Work task:
Scan the listing below and copy each line holding the word "MirrorArgs".

Data for this exercise:
--*--
//! rasterkit - apply one pixel transform to an image
//!
//! Decodes the input, runs a single operation and writes the result
//! (JPEG by default), optionally opening it in the system viewer.

use anyhow::{Context, Result};
use clap::{Args, Parser, Subcommand, ValueEnum};
use rasterkit_ops::{MirrorAxis, Operation};
use std::path::PathBuf;
use tracing_subscriber::EnvFilter;

mod commands;

#[derive(Parser)]
#[command(name = "rasterkit")]
#[command(author, version, about = "Simple raster image transforms")]
#[command(long_about = "
Applies one transform to an RGB image and writes the result.

Examples:
  rasterkit grayscale photo.png                  # writes output.jpeg
  rasterkit brightness photo.jpg --percent -25 -o dark.png
  rasterkit rotate photo.jpg --turns 3 --open
  rasterkit mirror photo.png --axis left-to-right
  rasterkit -j 4 blur photo.png --radius 8 -o soft.jpg --quality 80
  rasterkit info photo.png --pixels
")]
struct Cli {
    #[command(subcommand)]
    command: Commands,

    /// Verbose output (-v info, -vv debug, -vvv trace)
    #[arg(short, long, global = true, action = clap::ArgAction::Count)]
    verbose: u8,

    /// Number of threads (0 = auto)
    #[arg(short = 'j', long, global = true, default_value = "0")]
    threads: usize,

    #[command(flatten)]
    output: OutputArgs,
}

/// Where and how the transformed image is written.
#[derive(Args, Debug, Clone)]
pub struct OutputArgs {
    /// Output image; format taken from the extension
    #[arg(short, long, global = true, default_value = "output.jpeg")]
    pub output: PathBuf,

    /// JPEG quality (1-100)
    #[arg(long, global = true, default_value = "90",
          value_parser = clap::value_parser!(u8).range(1..=100))]
    pub quality: u8,

    /// Open the result in the default image viewer
    #[arg(long, global = true)]
    pub open: bool,
}

#[derive(Subcommand)]
enum Commands {
    /// Reverse the order of rows (top becomes bottom)
    #[command(name = "flip-h")]
    FlipH(InputArgs),

    /// Reverse the order of columns (left becomes right)
    #[command(name = "flip-v")]
    FlipV(InputArgs),

    /// Convert to BT.601 grayscale
    #[command(visible_alias = "gray")]
    Grayscale(InputArgs),

    /// Scale every channel by a percentage
    Brightness(BrightnessArgs),

    /// Rotate clockwise in 90 degree steps
    Rotate(RotateArgs),

    /// Reflect one half of the image onto the other
    Mirror(MirrorArgs),

    /// Box blur with edge-replicated sampling
    Blur(BlurArgs),

    /// Invert every channel
    #[command(visible_alias = "invert")]
    Negative(InputArgs),

    /// Reduce each channel to a number of levels
    Posterize(PosterizeArgs),

    /// Show image dimensions, optionally dumping every pixel
    #[command(visible_alias = "i")]
    Info(InfoArgs),
}

/// Arguments shared by parameterless transforms.
#[derive(Args)]
struct InputArgs {
    /// Input image
    input: PathBuf,
}

#[derive(Args)]
struct BrightnessArgs {
    /// Input image
    input: PathBuf,

    /// Percent change; negative darkens
    #[arg(short, long, allow_hyphen_values = true)]
    percent: i32,
}

#[derive(Args)]
struct RotateArgs {
    /// Input image
    input: PathBuf,

    /// Clockwise quarter turns (negative turns counter-clockwise)
    #[arg(short, long, default_value = "1", allow_hyphen_values = true)]
    turns: i32,
}

#[derive(Args)]
struct MirrorArgs {
    /// Input image
    input: PathBuf,

    /// Which half is kept and reflected
    #[arg(short, long, value_enum, default_value = "top-to-bottom")]
    axis: AxisArg,
}

#[derive(Clone, Copy, ValueEnum)]
enum AxisArg {
    /// Top half reflected onto the bottom
    TopToBottom,
    /// Left half reflected onto the right
    LeftToRight,
}

impl From<AxisArg> for MirrorAxis {
    fn from(axis: AxisArg) -> Self {
        match axis {
            AxisArg::TopToBottom => MirrorAxis::TopToBottom,
            AxisArg::LeftToRight => MirrorAxis::LeftToRight,
        }
    }
}

#[derive(Args)]
struct BlurArgs {
    /// Input image
    input: PathBuf,

    /// Neighborhood radius in pixels
    #[arg(short, long, default_value = "1")]
    radius: i32,
}

#[derive(Args)]
struct PosterizeArgs {
    /// Input image
    input: PathBuf,

    /// Levels per channel (1-256)
    #[arg(short, long, default_value = "4")]
    levels: i32,
}

/// Arguments for the `info` command.
#[derive(Args)]
pub struct InfoArgs {
    /// Input image(s)
    #[arg(required = true)]
    pub input: Vec<PathBuf>,

    /// Print every pixel as a packed ARGB integer, one row per line
    #[arg(long)]
    pub pixels: bool,
}

impl Commands {
    /// The transform and input path, or `None` for non-transform commands.
    fn operation(&self) -> Option<(Operation, &PathBuf)> {
        let op = match self {
            Commands::FlipH(a) => (Operation::FlipHorizontal, &a.input),
            Commands::FlipV(a) => (Operation::FlipVertical, &a.input),
            Commands::Grayscale(a) => (Operation::Grayscale, &a.input),
            Commands::Brightness(a) => (Operation::Brightness { percent: a.percent }, &a.input),
            Commands::Rotate(a) => (Operation::Rotate { quarter_turns: a.turns }, &a.input),
            Commands::Mirror(a) => (Operation::Mirror { axis: a.axis.into() }, &a.input),
            Commands::Blur(a) => (Operation::Blur { radius: a.radius }, &a.input),
            Commands::Negative(a) => (Operation::Negative, &a.input),
            Commands::Posterize(a) => (Operation::Posterize { levels: a.levels }, &a.input),
            Commands::Info(_) => return None,
        };
        Some(op)
    }
}

/// Installs the fmt subscriber. `RUST_LOG` wins over `-v`.
fn init_logging(verbose: u8) {
    let default = match verbose {
        0 => "warn",
        1 => "info",
        2 => "debug",
        _ => "trace",
    };
    let filter = EnvFilter::try_from_default_env().unwrap_or_else(|_| EnvFilter::new(default));
    tracing_subscriber::fmt()
        .with_env_filter(filter)
        .with_target(false)
        .with_writer(std::io::stderr)
        .init();
}

fn main() -> Result<()> {
    let cli = Cli::parse();
    init_logging(cli.verbose);

    // Configure thread pool
    if cli.threads > 0 {
        rayon::ThreadPoolBuilder::new()
            .num_threads(cli.threads)
            .build_global()
            .context("Failed to configure thread pool")?;
    }

    if let Some((op, input)) = cli.command.operation() {
        return commands::transform::run(op, input, &cli.output, cli.verbose);
    }

    match cli.command {
        Commands::Info(args) => commands::info::run(args, cli.verbose),
        _ => Ok(()),
    }
}

#[cfg(test)]
mod tests {
    use super::*;

    fn parse(args: &[&str]) -> Cli {
        Cli::try_parse_from(std::iter::once("rasterkit").chain(args.iter().copied())).unwrap()
    }

    #[test]
    fn test_cli_definition() {
        use clap::CommandFactory;
        Cli::command().debug_assert();
    }

    #[test]
    fn test_defaults() {
        let cli = parse(&["grayscale", "in.png"]);
        assert_eq!(cli.output.output, PathBuf::from("output.jpeg"));
        assert_eq!(cli.output.quality, 90);
        assert!(!cli.output.open);
        assert_eq!(cli.verbose, 0);
        let (op, input) = cli.command.operation().unwrap();
        assert_eq!(op, Operation::Grayscale);
        assert_eq!(input, &PathBuf::from("in.png"));
    }

    #[test]
    fn test_parameterized_operations() {
        let cli = parse(&["brightness", "a.jpg", "--percent", "-30", "-o", "b.png", "-vv"]);
        assert_eq!(cli.command.operation().unwrap().0, Operation::Brightness { percent: -30 });
        assert_eq!(cli.output.output, PathBuf::from("b.png"));
        assert_eq!(cli.verbose, 2);

        let cli = parse(&["rotate", "a.jpg", "--turns", "-1"]);
        assert_eq!(cli.command.operation().unwrap().0, Operation::Rotate { quarter_turns: -1 });

        let cli = parse(&["mirror", "a.jpg", "--axis", "left-to-right"]);
        assert_eq!(
            cli.command.operation().unwrap().0,
            Operation::Mirror { axis: MirrorAxis::LeftToRight }
        );

        let cli = parse(&["posterize", "a.jpg", "-l", "8"]);
        assert_eq!(cli.command.operation().unwrap().0, Operation::Posterize { levels: 8 });
    }

    #[test]
    fn test_quality_range() {
        let bad = Cli::try_parse_from(["rasterkit", "negative", "a.png", "--quality", "0"]);
        assert!(bad.is_err());
        let cli = parse(&["negative", "a.png", "--quality", "100"]);
        assert_eq!(cli.output.quality, 100);
    }

    #[test]
    fn test_info_is_not_a_transform() {
        let cli = parse(&["info", "a.png", "b.png", "--pixels"]);
        assert!(cli.command.operation().is_none());
    }
}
--*--
Answer below:
    Mirror(MirrorArgs),
struct MirrorArgs {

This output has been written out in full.